Sommes-nous ingrats ? C’est ce que prétendent ceux qui ont participé toute leur carrière durant au renforcement du monde sordide dans lequel nous évoluons, parfois par simple passivité choisie. Les autres, qui se sont battus pour plus de droits, plus de libertés, moins d’inégalités, ne sauraient se satisfaire du point où nous en sommes. Comme toujours, la victoire est loin pour les défenseurs de la solidarité et du bien commun.

Et l’on devrait se réjouir d’être libre de signer un contrat, un bail, un emprunt à la banque ? Piètre victoire que celle de pouvoir choisir qui nous exploitera plutôt qu’un autre. La prétendue indépendance précaire de l’intérim, ou l’enchaînement du CDI auquel on n’ose renoncer ? Une colocation à 5 jusqu’à nos 30 ans, ou un placard à balais qui coûte la moitié d’un SMIC ? Financer les ingénieurs de l’évasion fiscale, ou le prochain projet pétrolier mortifère ? La peste ou le choléra ? Mais il faudrait encore vous remercier avec ça.

Peut-être sommes-nous simplement flemmards, après tout.
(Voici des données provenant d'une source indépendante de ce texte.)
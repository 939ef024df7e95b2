//! Cost bookkeeping for admitted keys.
//!
//! `SampledLfu` only knows *which* keys are admitted and what they cost. It
//! does not rank them; ranking is the admission sketch's job. Eviction draws a
//! small sample of tracked keys straight out of the cost map and lets the
//! caller pick the least valuable one.
//!
//! Tracked keys are also kept in a dense vector so a sample can be drawn by
//! random position in constant time. Each round draws fresh positions, so
//! no fixed subset of keys is ever the only pool of candidates.

use std::sync::Arc;

use rand::rngs::StdRng;
use rand::{Rng, SeedableRng};
use rustc_hash::FxHashMap;

use crate::metrics::{MetricType, Metrics};

/// Maximum number of eviction candidates considered per round.
pub const SAMPLE_SIZE: usize = 5;

/// Random draws attempted per fill before falling back to a linear walk.
const SAMPLE_DRAWS: usize = SAMPLE_SIZE * 2;

/// A tracked key and its cost.
#[derive(Debug, Clone, Copy, PartialEq, Eq)]
pub struct PolicyPair {
    pub key: u64,
    pub cost: i64,
}

#[derive(Debug, Clone, Copy)]
struct Slot {
    cost: i64,
    pos: usize,
}

#[derive(Debug)]
pub struct SampledLfu {
    slots: FxHashMap<u64, Slot>,
    keys: Vec<u64>,
    max_cost: i64,
    used: i64,
    rng: StdRng,
    metrics: Option<Arc<Metrics>>,
}

impl SampledLfu {
    pub fn new<R: Rng + ?Sized>(max_cost: i64, rng: &mut R, metrics: Option<Arc<Metrics>>) -> Self {
        Self {
            slots: FxHashMap::default(),
            keys: Vec::new(),
            max_cost,
            used: 0,
            rng: StdRng::seed_from_u64(rng.gen()),
            metrics,
        }
    }

    pub fn max_cost(&self) -> i64 {
        self.max_cost
    }

    pub fn update_max_cost(&mut self, max_cost: i64) {
        self.max_cost = max_cost;
    }

    pub fn used(&self) -> i64 {
        self.used
    }

    pub fn len(&self) -> usize {
        self.keys.len()
    }

    pub fn is_empty(&self) -> bool {
        self.keys.is_empty()
    }

    /// Room left after hypothetically adding `cost`. Negative means an
    /// eviction is needed. Saturates instead of overflowing.
    #[inline]
    pub fn room_left(&self, cost: i64) -> i64 {
        self.max_cost.saturating_sub(self.used.saturating_add(cost))
    }

    /// Tops `sample` up to [`SAMPLE_SIZE`] distinct keys drawn at random,
    /// skipping `exclude`.
    pub fn fill_sample(&mut self, sample: &mut Vec<PolicyPair>, exclude: Option<u64>) {
        let len = self.keys.len();
        if sample.len() >= SAMPLE_SIZE || len == 0 {
            return;
        }
        for _ in 0..SAMPLE_DRAWS {
            let pos = self.rng.gen_range(0..len);
            self.push_candidate(sample, pos, exclude);
            if sample.len() >= SAMPLE_SIZE {
                return;
            }
        }
        // Small or mostly-sampled maps: walk every position once.
        let start = self.rng.gen_range(0..len);
        for step in 0..len {
            self.push_candidate(sample, (start + step) % len, exclude);
            if sample.len() >= SAMPLE_SIZE {
                return;
            }
        }
    }

    fn push_candidate(&self, sample: &mut Vec<PolicyPair>, pos: usize, exclude: Option<u64>) {
        let key = self.keys[pos];
        if Some(key) == exclude || sample.iter().any(|pair| pair.key == key) {
            return;
        }
        if let Some(slot) = self.slots.get(&key) {
            sample.push(PolicyPair {
                key,
                cost: slot.cost,
            });
        }
    }

    pub fn add(&mut self, key: u64, cost: i64) {
        if self.slots.contains_key(&key) {
            self.update_if_has(key, cost);
            return;
        }
        self.slots.insert(
            key,
            Slot {
                cost,
                pos: self.keys.len(),
            },
        );
        self.keys.push(key);
        self.used = self.used.saturating_add(cost);
        if let Some(metrics) = &self.metrics {
            metrics.add_signed(MetricType::CostAdd, key, cost);
        }
    }

    /// Removes `key`, returning its cost if it was tracked.
    pub fn del(&mut self, key: u64) -> Option<i64> {
        let slot = self.slots.remove(&key)?;
        self.keys.swap_remove(slot.pos);
        if let Some(&moved) = self.keys.get(slot.pos) {
            if let Some(moved_slot) = self.slots.get_mut(&moved) {
                moved_slot.pos = slot.pos;
            }
        }
        self.used = self.used.saturating_sub(slot.cost);
        Some(slot.cost)
    }

    /// Re-costs `key` if tracked. Returns `false` when the key is unknown.
    pub fn update_if_has(&mut self, key: u64, cost: i64) -> bool {
        let Some(slot) = self.slots.get_mut(&key) else {
            return false;
        };
        let delta = cost.saturating_sub(slot.cost);
        slot.cost = cost;
        self.used = self.used.saturating_add(delta);
        if let Some(metrics) = &self.metrics {
            metrics.add(MetricType::KeyUpdate, key, 1);
            metrics.add_signed(MetricType::CostAdd, key, delta);
        }
        true
    }

    pub fn cost(&self, key: u64) -> Option<i64> {
        self.slots.get(&key).map(|slot| slot.cost)
    }

    pub fn has(&self, key: u64) -> bool {
        self.slots.contains_key(&key)
    }

    pub fn keys(&self) -> impl Iterator<Item = u64> + '_ {
        self.keys.iter().copied()
    }

    pub fn clear(&mut self) {
        self.used = 0;
        self.slots.clear();
        self.keys.clear();
    }
}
C’est un fait bien connu : la condition humaine par excellence, c’est 7h de travail minimum, il faut bien que ça nous prenne la plupart de notre temps de vie, manquerait plus qu’on la passe à faire ce qui nous plaît. Et encore 7h, c’est bien parce que ces bolchéviques de syndicalistes ont pris en otage le saint patronat. Pauvres patrons, ils se saignent aux quatre veines pour offrir le meilleur à leurs employés, eux trouvent encore à se plaindre…

Intéressant comme le fait de gober silencieusement tous les mantras néolibéraux semble donner à certains le droit de dispenser des leçons à qui ose relever la tête, ou simplement faire un pas de côté.

Ne pas vouloir travailler, c’est pourtant la plus saine des réactions, comme un réflexe de survie. Le burn-out, c’est le cerveau qui craque des suites d’un trop-plein. Le manque d’envie, l’apathie au travail, c’est l’étape d’avant : le corps et l’esprit se préservent en voyant venir le mur.

Mais le mur, il faut bien finir par se le prendre. Il y a un loyer, un emprunt, des courses à payer. Alors on retourne au turbin, et on sent bien que ça nous bouffe un peu plus chaque jour.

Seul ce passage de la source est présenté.